▶ [YOUR OBJECTIVE]: Count each line below that has the word "Copy" in it, and give only the total.

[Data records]

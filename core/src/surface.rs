use std::collections::HashMap;
use std::collections::TryReserveError;

use thiserror::Error;

use crate::colorspace::Colorspace;
use crate::quantum::Quantum;

#[derive(Debug, Error)]
pub enum SurfaceError {
	#[error("{width}x{height} surface geometry overflows")]
	Geometry {
		width: usize,
		height: usize,
	},
	#[error("pixel allocation failed")]
	Resource {
		#[from]
		source: TryReserveError,
	},
	#[error("row {y} out of range for {rows} rows")]
	RowRange {
		y: usize,
		rows: usize,
	},
	#[error("no row queued for commit")]
	NoQueuedRow,
	#[error("surface has no colormap")]
	NoColormap,
}

/// Whether cells carry channel values directly or indices into a colormap.
#[derive(Clone, Copy, Debug, PartialEq)]
pub enum StorageClass {
	Direct,
	Indexed,
}

#[derive(Clone, Copy, Debug, Default, PartialEq)]
pub struct Pixel {
	pub red: Quantum,
	pub green: Quantum,
	pub blue: Quantum,
	pub alpha: Quantum,
}

/// A queued surface row: channel cells plus the auxiliary channel,
/// which holds the palette index for indexed storage and the black
/// channel for CMYK surfaces.
pub struct Row<'a> {
	pub pixels: &'a mut [Pixel],
	pub indexes: &'a mut [Quantum],
}

/// A width x height pixel grid with direct or indexed storage.
///
/// Rows are written through a queue/commit protocol: [`queue_row`]
/// opens a row for mutation, [`sync_row`] commits it. The backing store
/// is memory, so mutations become visible as they are made; committing
/// closes the transaction and is the point after which a caller may
/// treat the row as decoded.
///
/// [`queue_row`]: PixelSurface::queue_row
/// [`sync_row`]: PixelSurface::sync_row
#[derive(Clone, Debug)]
pub struct PixelSurface {
	width: usize,
	height: usize,
	depth: usize,
	class: StorageClass,
	colorspace: Colorspace,
	pixels: Vec<Pixel>,
	indexes: Vec<Quantum>,
	colormap: Vec<Pixel>,
	properties: HashMap<String, String>,
	queued: Option<usize>,
}

fn zeroed<T>(len: usize) -> Result<Vec<T>, TryReserveError>
where
	T: Clone + Default,
{
	let mut v = Vec::new();
	v.try_reserve_exact(len)?;
	v.resize(len, T::default());

	Ok(v)
}

impl PixelSurface {
	/// Creates a direct-class surface with all channels zeroed.
	pub fn direct(width: usize, height: usize, depth: usize) -> Result<PixelSurface, SurfaceError> {
		PixelSurface::with_class(width, height, depth, StorageClass::Direct, 0)
	}

	/// Creates an indexed-class surface with a zeroed colormap of `colors` entries.
	pub fn indexed(width: usize, height: usize, depth: usize, colors: usize) -> Result<PixelSurface, SurfaceError> {
		PixelSurface::with_class(width, height, depth, StorageClass::Indexed, colors)
	}

	fn with_class(width: usize, height: usize, depth: usize, class: StorageClass, colors: usize) -> Result<PixelSurface, SurfaceError> {
		let area = width.checked_mul(height)
			.ok_or(SurfaceError::Geometry { width: width, height: height })?;

		Ok(PixelSurface {
			width: width,
			height: height,
			depth: depth,
			class: class,
			colorspace: Colorspace::SRGB,
			pixels: zeroed(area)?,
			indexes: zeroed(area)?,
			colormap: zeroed(colors)?,
			properties: HashMap::new(),
			queued: None,
		})
	}

	pub fn width(&self) -> usize {
		self.width
	}

	pub fn height(&self) -> usize {
		self.height
	}

	/// Declared bit depth: the palette entry depth for indexed surfaces,
	/// the per-pixel depth otherwise.
	pub fn depth(&self) -> usize {
		self.depth
	}

	pub fn class(&self) -> StorageClass {
		self.class
	}

	pub fn colorspace(&self) -> Colorspace {
		self.colorspace
	}

	pub fn set_colorspace(&mut self, colorspace: Colorspace) {
		self.colorspace = colorspace;
	}

	/// Opens row `y` for mutation.
	pub fn queue_row(&mut self, y: usize) -> Result<Row<'_>, SurfaceError> {
		if y >= self.height {
			return Err(SurfaceError::RowRange { y: y, rows: self.height });
		}

		self.queued = Some(y);
		let start = y * self.width;
		let end = start + self.width;

		Ok(Row {
			pixels: &mut self.pixels[start..end],
			indexes: &mut self.indexes[start..end],
		})
	}

	/// Commits the queued row. Fails if no row is open.
	pub fn sync_row(&mut self) -> Result<(), SurfaceError> {
		match self.queued.take() {
			Some(_) => Ok(()),
			None => Err(SurfaceError::NoQueuedRow),
		}
	}

	pub fn pixels(&self) -> &[Pixel] {
		&self.pixels
	}

	pub fn indexes(&self) -> &[Quantum] {
		&self.indexes
	}

	/// Mutable channel and auxiliary-channel cells, row-major.
	pub fn channels_mut(&mut self) -> (&mut [Pixel], &mut [Quantum]) {
		(&mut self.pixels, &mut self.indexes)
	}

	pub fn pixel(&self, x: usize, y: usize) -> Option<Pixel> {
		if x >= self.width {
			return None;
		}

		self.pixels.get(y * self.width + x).copied()
	}

	pub fn index(&self, x: usize, y: usize) -> Option<Quantum> {
		if x >= self.width {
			return None;
		}

		self.indexes.get(y * self.width + x).copied()
	}

	pub fn colormap(&self) -> &[Pixel] {
		&self.colormap
	}

	pub fn colormap_mut(&mut self) -> &mut [Pixel] {
		&mut self.colormap
	}

	/// Expands the colormap through the auxiliary channel into the pixel
	/// cells. Out-of-range indices constrain to entry zero.
	pub fn sync_from_colormap(&mut self) -> Result<(), SurfaceError> {
		if self.colormap.is_empty() {
			return Err(SurfaceError::NoColormap);
		}

		for (pixel, index) in self.pixels.iter_mut().zip(self.indexes.iter()) {
			*pixel = *self.colormap.get(*index as usize).unwrap_or(&self.colormap[0]);
		}

		Ok(())
	}

	/// Reclassifies the surface as direct. Pixel cells are left as they
	/// are; callers wanting colormap content in them sync first.
	pub fn promote_to_direct(&mut self) {
		self.class = StorageClass::Direct;
	}

	pub fn property(&self, key: &str) -> Option<&str> {
		self.properties.get(key).map(|v| v.as_str())
	}

	pub fn set_property(&mut self, key: &str, value: &str) {
		self.properties.insert(key.to_string(), value.to_string());
	}
}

▶ [REPLY TO THE EXERCISE]: 2